Just now, after I deleted a file (a rather large file) on my Hard Drive, my computer became mad slow and acting all glitchy and stuff. So I went and restarted my computer (Start, shut down, restart). After it restarted, I can't access that hard drive anymore. I go into DOS prompt, and it says "Data Error (Cyclic-Redundancy Check)". When I try double clicking it in windows, it says "This drive have not been formatted." I tried to run scandisk on it, but it says it can't access that drive. I tried defragging it, and it says the same. What's going on???    All my homeworks and stuff are on it, i can't afford to lose all of it... Can anyone tell me how to fix this?

EDIT: Although I could not access it, I went to Device Manager, and my HD was listed, and says it is working properly.
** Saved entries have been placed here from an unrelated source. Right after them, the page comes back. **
use quire_common::{ModelError, ModelResult};
use serde::{Deserialize, Serialize};

use super::{next_version, utils, AffectedSelectable, MergeOperation, Operation, OperationBehavior, OperationJson};
use crate::document::Document;
use crate::position::{Position, PositionJson, Stickiness};
use crate::range::Range;
use crate::tree::{Tree, GRAVEYARD};

/// Splits an element at `split_position`: a new element (a shallow copy, or
/// the element found at `graveyard_position`) is inserted after it and
/// receives everything after the split point.
#[derive(Debug, Clone, PartialEq)]
pub struct SplitOperation {
    pub split_position: Position,
    pub how_many: usize,
    pub insertion_position: Position,
    pub graveyard_position: Option<Position>,
    pub base_version: Option<u64>,
}

#[derive(Debug, Clone, PartialEq, Serialize, Deserialize)]
#[serde(rename_all = "camelCase")]
pub struct SplitOperationJson {
    pub base_version: Option<u64>,
    pub split_position: PositionJson,
    pub how_many: usize,
    pub insertion_position: PositionJson,
    pub graveyard_position: Option<PositionJson>,
}

impl SplitOperation {
    pub fn new(
        split_position: Position,
        how_many: usize,
        insertion_position: Position,
        graveyard_position: Option<Position>,
        base_version: Option<u64>,
    ) -> Self {
        Self {
            split_position,
            how_many,
            insertion_position,
            graveyard_position,
            base_version,
        }
    }

    /// Position right after the split element.
    pub fn get_insertion_position(split_position: &Position) -> Position {
        let mut path = split_position.parent_path().to_vec();
        if let Some(last) = path.last_mut() {
            *last += 1;
        }
        Position::from_parts(split_position.root, path).with_stickiness(Stickiness::ToPrevious)
    }

    /// Start of the new element's content.
    pub fn move_target_position(&self) -> Position {
        let mut path = self.insertion_position.path.clone();
        path.push(0);
        Position::from_parts(self.insertion_position.root, path)
    }

    /// Everything after the split point.
    pub fn moved_range(&self) -> Range {
        let end = self.split_position.shifted_forward(usize::MAX);
        Range::new(self.split_position.clone(), end)
    }

    pub fn from_json(json: SplitOperationJson, document: &Document) -> ModelResult<Self> {
        let graveyard_position = match &json.graveyard_position {
            Some(position) => Some(Position::from_json(position, document)?),
            None => None,
        };
        Ok(Self::new(
            Position::from_json(&json.split_position, document)?,
            json.how_many,
            Position::from_json(&json.insertion_position, document)?,
            graveyard_position,
            json.base_version,
        ))
    }
}

impl OperationBehavior for SplitOperation {
    fn type_name(&self) -> &'static str {
        "split"
    }

    fn base_version(&self) -> Option<u64> {
        self.base_version
    }

    fn set_base_version(&mut self, version: Option<u64>) {
        self.base_version = version;
    }

    fn affected_selectable(&self, _tree: &Tree) -> Option<AffectedSelectable> {
        Some(AffectedSelectable::Ranges(vec![
            Range::collapsed(self.split_position.clone()),
            Range::collapsed(self.insertion_position.clone()),
        ]))
    }

    fn validate(&self, document: &Document) -> ModelResult<()> {
        let tree = document.tree();
        let element = self.split_position.parent(tree).filter(|node| tree.is_container(*node));
        let Some(element) = element.filter(|node| self.split_position.offset() <= tree.max_offset(*node)) else {
            return Err(ModelError::new("split-operation-position-invalid", "Split position is invalid"));
        };
        if tree.parent(element).is_none() {
            return Err(ModelError::new("split-operation-split-in-root", "Cannot split root element"));
        }
        if self.how_many != tree.max_offset(element) - self.split_position.offset() {
            return Err(ModelError::new("split-operation-how-many-invalid", "Split operation specifies wrong number of nodes to move"));
        }
        if let Some(graveyard) = &self.graveyard_position {
            if graveyard.node_after(tree).is_none() {
                return Err(ModelError::new("split-operation-graveyard-position-invalid", "Graveyard position invalid"));
            }
        }
        Ok(())
    }

    fn execute(&mut self, document: &mut Document) -> ModelResult<()> {
        let tree = document.tree_mut();
        let split_element = self
            .split_position
            .parent(tree)
            .ok_or_else(|| ModelError::new("split-operation-position-invalid", "Split position is invalid"))?;

        match &self.graveyard_position {
            Some(graveyard) => {
                utils::move_range(tree, &Range::from_position_and_shift(graveyard, 1), &self.insertion_position)?;
            }
            None => {
                let new_element = tree.clone_node(split_element, false);
                utils::insert(tree, &self.insertion_position, vec![new_element])?;
            }
        }

        let source = Range::new(
            Position::create_at(tree, split_element, self.split_position.offset())?,
            Position::create_at(tree, split_element, crate::position::PositionOffset::End)?,
        );
        utils::move_range(tree, &source, &self.move_target_position())?;
        Ok(())
    }

    fn get_reversed(&self) -> Operation {
        let graveyard_position = Position::from_parts(GRAVEYARD, vec![0]);
        Operation::Merge(MergeOperation::new(
            self.move_target_position(),
            self.how_many,
            self.split_position.clone(),
            graveyard_position,
            next_version(self.base_version),
        ))
    }

    fn to_json(&self, tree: &Tree) -> OperationJson {
        OperationJson::Split(SplitOperationJson {
            base_version: self.base_version,
            split_position: self.split_position.to_json(tree),
            how_many: self.how_many,
            insertion_position: self.insertion_position.to_json(tree),
            graveyard_position: self.graveyard_position.as_ref().map(|position| position.to_json(tree)),
        })
    }
}
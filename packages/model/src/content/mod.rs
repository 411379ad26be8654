//! # Content
//!
//! Editing built on top of the writer: content checks, insertion,
//! deletion, copying and caret movement. The functions take a writer and
//! run inside the caller's change block; the [`Model`](crate::model::Model)
//! methods of the same names open one.
//!
//! Positions that have to survive the edits they trigger are tracked by
//! replaying the operations the batch gained since the position was taken.

mod delete_content;
mod has_content;
mod insert_content;
mod modify_selection;
mod selected_content;

pub use delete_content::{delete_content, DeleteContentOptions};
pub use has_content::{has_content, ContentScope, HasContentOptions};
pub use insert_content::{insert_content, insert_object, InsertObjectOptions, ObjectPlacement};
pub use modify_selection::{modify_selection, ModifySelectionOptions, SelectionUnit};
pub use selected_content::get_selected_content;

pub(crate) use delete_content::delete_selection;

use quire_common::ModelResult;

use crate::position::Position;
use crate::selection::{Selectable, Selection};
use crate::writer::Writer;

/// The selection a content function reads and updates.
#[derive(Debug)]
pub enum SelectionTarget<'s> {
    /// The document selection, updated through the writer.
    Document,
    /// A standalone selection, updated in place.
    Selection(&'s mut Selection),
    /// A one-off selection built from a selectable. The updated selection
    /// is dropped.
    Selectable(Selectable),
}

impl SelectionTarget<'_> {
    pub(crate) fn resolve(&self, writer: &Writer<'_>) -> ModelResult<Selection> {
        match self {
            SelectionTarget::Document => Ok(writer.model().document().selection().as_selection().clone()),
            SelectionTarget::Selection(selection) => Ok((**selection).clone()),
            SelectionTarget::Selectable(selectable) => Selection::new(writer.model().document().tree(), selectable.clone(), false),
        }
    }

    pub(crate) fn store(&mut self, writer: &Writer<'_>, selection: Selection) -> ModelResult<()> {
        match self {
            SelectionTarget::Document => writer.set_selection(selection, false),
            SelectionTarget::Selection(target) => {
                **target = selection;
                Ok(())
            }
            SelectionTarget::Selectable(_) => Ok(()),
        }
    }
}

/// Number of operations in the writer's batch so far.
pub(crate) fn operation_count(writer: &Writer<'_>) -> usize {
    writer.batch().borrow().operations().len()
}

/// `position` moved through every operation the batch gained after the
/// first `since` ones.
pub(crate) fn track(writer: &Writer<'_>, position: &Position, since: usize) -> Position {
    let batch = writer.batch();
    let batch = batch.borrow();
    batch
        .operations()
        .get(since..)
        .unwrap_or(&[])
        .iter()
        .fold(position.clone(), |position, operation| position.get_transformed_by_operation(operation))
}
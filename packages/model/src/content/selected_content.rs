use quire_common::ModelResult;

use crate::node::{Attributes, NodeId};
use crate::position::{Position, PositionOffset};
use crate::range::Range;
use crate::selection::Selection;
use crate::tree_walker::{Direction, TreeWalkerItem, TreeWalkerOptions};
use crate::writer::Writer;

/// Copy the content of the selection's first range into a new document
/// fragment. Partially selected ancestors are copied without the parts
/// outside the range.
pub fn get_selected_content(writer: &Writer<'_>, selection: &Selection) -> ModelResult<NodeId> {
    let fragment = writer.create_document_fragment()?;
    let Some(range) = selection.first_range().cloned() else {
        return Ok(fragment);
    };
    if range.is_collapsed() {
        return Ok(fragment);
    }

    // Smallest flat range holding both ends.
    let flat = if range.is_flat() {
        range.clone()
    } else {
        let common = range.start.common_path(&range.end);
        let depth = common.len();
        let mut start = common.clone();
        start.push(range.start.path[depth]);
        let mut end = common;
        let inside = usize::from(range.end.path.len() > depth + 1);
        end.push(range.end.path[depth] + inside);
        Range::new(Position::from_parts(range.root(), start), Position::from_parts(range.root(), end))
    };

    let items = {
        let document = writer.model().document();
        let tree = document.tree();
        flat.get_items(tree, false)
            .into_iter()
            .map(|item| match item {
                TreeWalkerItem::Text(proxy) => Copied::Text(proxy.data(tree), proxy.attributes(tree).clone()),
                TreeWalkerItem::Element(node) => Copied::Element(node),
            })
            .collect::<Vec<_>>()
    };
    for item in items {
        let node = match item {
            Copied::Text(data, attributes) => writer.create_text(data, attributes)?,
            Copied::Element(node) => writer.clone_element(node, true)?,
        };
        writer.append(node, fragment)?;
    }

    if flat != range {
        let fragment_start = Position::from_parts(fragment, vec![0]);
        let start = range.start.get_combined(&flat.start, &fragment_start);
        let end = range.end.get_combined(&flat.start, &fragment_start);
        let fragment_end = writer.create_position_at(fragment, PositionOffset::End)?;
        remove_range_content(writer, &Range::new(end, fragment_end))?;
        remove_range_content(writer, &Range::new(fragment_start, start))?;
    }
    Ok(fragment)
}

enum Copied {
    Text(String, Attributes),
    Element(NodeId),
}

/// Remove every item fully inside `range`, then the ancestors this left
/// empty.
fn remove_range_content(writer: &Writer<'_>, range: &Range) -> ModelResult<()> {
    if range.is_collapsed() {
        return Ok(());
    }
    let targets = {
        let document = writer.model().document();
        let tree = document.tree();
        let walker = range.get_walker(tree, TreeWalkerOptions {
            direction: Direction::Backward,
            ignore_element_end: true,
            ..TreeWalkerOptions::default()
        })?;
        let mut targets = Vec::new();
        for value in walker {
            let item_range = match value.item {
                TreeWalkerItem::Element(node) => Range::on(tree, node)?,
                TreeWalkerItem::Text(_) => Range::new(value.previous_position.clone(), value.next_position.clone()),
            };
            let inside = !item_range.start.is_before(&range.start) && !item_range.end.is_after(&range.end);
            if inside {
                let parent = item_range.start.parent(tree);
                targets.push((item_range, parent));
            }
        }
        targets
    };

    let mut parents = Vec::new();
    for (item_range, parent) in targets {
        writer.remove(item_range)?;
        parents.extend(parent);
    }
    for mut parent in parents {
        loop {
            let (has_parent, empty, grandparent) = {
                let document = writer.model().document();
                let tree = document.tree();
                let grandparent = tree.parent(parent);
                (grandparent.is_some(), tree.is_empty(parent), grandparent)
            };
            if !has_parent || !empty {
                break;
            }
            writer.remove(parent)?;
            match grandparent {
                Some(next) => parent = next,
                None => break,
            }
        }
    }
    Ok(())
}
/// Result of [`Writer::split`].
#[derive(Debug, Clone, PartialEq)]
pub struct SplitResult {
    /// Position between the last pair of split elements.
    pub position: Position,
    /// From the end of the first split element to the start of its copy.
    pub range: Range,
}

pub struct Writer<'a> {
    model: &'a Model,
    batch: Rc<RefCell<Batch>>,
}

impl PartialEq for Writer<'_> {
    fn eq(&self, other: &Self) -> bool {
        Rc::ptr_eq(&self.batch, &other.batch)
    }
}

impl std::fmt::Debug for Writer<'_> {
    fn fmt(&self, f: &mut std::fmt::Formatter<'_>) -> std::fmt::Result {
        f.debug_struct("Writer").field("batch", &self.batch.borrow().operations().len()).finish()
    }
}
I'm running under Windows XP, with a Western Digital 100GB HD, and my 2nd HD, the Western Digital 160GB HD, is the one that is giving me the error.


----------



## Natalya[AF] (Sep 7, 2008)

I am having the exact same problem. Can someone help me?


----------



## swaffml (Nov 30, 2006)

Try this
http://www.techsupportforum.com/f16...rtition-or-files-in-your-computer-194492.html


----------



## khai1027 (Oct 7, 2008)

I am having the same problem with my 160Gb Hitachi.. anyone has a solution?


----------



## jibinsam (Sep 19, 2009)

I am having the same problem with my 80 gb samsung hard disk..cant copy files.. anyone has a solution?


----------



## swaffml (Nov 30, 2006)

Try running chkdsk on the drive with the /r option chkdsk (drive letter): /R


----------



## Cindy62707 (Jan 24, 2010)

I am having the same problem too.

chkdsk is not a recognizable command on my Windows 7-64 bit computer.

Test disk can't get past the scan for drives...it tells me Please wait...but nothing ever populates the screen after waiting for up to half an hour.

I am running Windows 7 - 64 bit.
I have an external WD 1 TB hard drive connected with USB that is partitioned into drive G and drive H.

H is where my important data is and it is suddently "not accessible" and it wants me to format it to use it. I click NO to that then the box pops up DATA ERROR (CYCLIC REDUNDANCY CHECK).

G still works fine so I know it is not the actual hard drive or cable causing the problem.

Both were formatted NTFS and given a name of WD 1 TB first (G) and WD 1 TB second (H). G still has it's given name and is still NTFS. H is now just LOCAL disk that is listed as RAW.

I have tried restarting the computer but that does not change anything.

I have tried a cold boot and that brought the drive back so I started a backup and went to bed. Got up in the morning and the backup had stalled out, early on, as drive H went back to being a LOCAL drive that is RAW.

I downloaded both versions of Test Disk and tried to run them as administrator. 

I tried the 32 bit first as I assumed I had WoW64 from what I had read. When that didn't work, (stalled out with please wait after choosing No Log and hitting the enter key) I downloaded and ran the 64 bit version but the same thing happens... I choose No Log, hit the enter key, then am greeted with Please Wait... but nothing ever populates after that and I've waited up to a half an hour.

What do I do next?

thank you in advance for your assistance,
Cindy


----------